Herding Behavior Analysis of Investors in Large-Cap and Small-Cap Stocks

Description

Herding behavior is one of the key phenomena in financial markets and can lead to severe price fluctuations and the formation of speculative bubbles. The aim of this study is to examine herding behavior among investors in large-cap and small-cap stocks. To achieve this, the Cross-Sectional Absolute Deviation (CSAD) model is employed to measure herding, and the effects of various factors—including market returns, trading volume, and liquidity—are analyzed using ordinary least squares regression.

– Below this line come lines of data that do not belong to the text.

//! Multi-schedule availability merging.
//!
//! Accepts N schedules (one per person or calendar) for a single date and folds
//! their busy time into one day occupancy. The free slots of the merged day are
//! the times when everyone is free.

use chrono::NaiveDate;
use serde::{Deserialize, Serialize};
use tracing::debug;

use crate::day::DayOccupancy;
use crate::error::Result;
use crate::events::BusyRange;
use crate::slots::{find_busy_slots, find_free_slots, Slot};

/// Busy time of one participant on the analyzed date.
#[derive(Debug, Clone, PartialEq, Eq, Serialize, Deserialize)]
pub struct Schedule {
    /// Opaque label for the schedule (e.g., "alice", "room-12").
    pub owner: String,
    #[serde(default)]
    pub busy: Vec<BusyRange>,
}

impl Schedule {
    /// This schedule's occupancy of `date`.
    pub fn occupancy_on(&self, date: NaiveDate) -> Result<DayOccupancy> {
        let mut day = DayOccupancy::empty(date);
        for range in &self.busy {
            day.insert_range(range)?;
        }
        Ok(day)
    }
}

/// Unified availability after merging N schedules.
#[derive(Debug, Clone, PartialEq, Eq, Serialize)]
pub struct UnifiedAvailability {
    pub date: NaiveDate,
    /// Busy slots of the merged day (sorted, non-overlapping).
    pub busy: Vec<Slot>,
    /// Slots where every schedule is free.
    pub free: Vec<Slot>,
    /// Number of schedules that were merged.
    pub schedule_count: usize,
}

/// Fold every schedule's busy time into one occupancy of `date`.
pub fn merge_schedules(date: NaiveDate, schedules: &[Schedule]) -> Result<DayOccupancy> {
    let days = schedules
        .iter()
        .map(|schedule| schedule.occupancy_on(date))
        .collect::<Result<Vec<_>>>()?;
    let day = merge_days(&days)?.unwrap_or_else(|| DayOccupancy::empty(date));
    debug!(%date, schedules = schedules.len(), busy_minutes = day.busy_minutes(), "merged schedules");
    Ok(day)
}

/// Merge N schedules and report busy and commonly free slots for `date`.
///
/// With no schedules the whole day is a single free slot.
pub fn common_availability(date: NaiveDate, schedules: &[Schedule]) -> Result<UnifiedAvailability> {
    let day = merge_schedules(date, schedules)?;
    Ok(UnifiedAvailability {
        date,
        busy: find_busy_slots(&day),
        free: find_free_slots(&day),
        schedule_count: schedules.len(),
    })
}

/// Merge already-built days pairwise with [`DayOccupancy::merge_with`].
///
/// Returns `Ok(None)` for an empty input.
///
/// # Errors
/// Returns `OccupancyError::IncompatibleDates` at the first day whose date
/// differs from the first day's.
pub fn merge_days(days: &[DayOccupancy]) -> Result<Option<DayOccupancy>> {
    let Some((first, rest)) = days.split_first() else {
        return Ok(None);
    };
    rest.iter()
        .try_fold(first.clone(), |acc, day| acc.merge_with(day))
        .map(Some)
}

The findings indicate that herding intensifies during periods of high market volatility and that a nonlinear relationship exists between market returns and CSAD. Under conditions of heightened volatility, small-cap stocks exhibit stronger herding behavior compared to large-cap stocks. Furthermore, the analysis of trading volume and liquidity reveals that trading volume has a limited impact on herding, whereas higher liquidity reduces herding behavior—a pattern that is more pronounced in small-cap firms. Overall, the results suggest that investor herding is significantly influenced by market volatility and liquidity conditions. These insights can assist policymakers and investors in gaining a deeper understanding of market dynamics and managing the risks associated with collective behavioral patterns.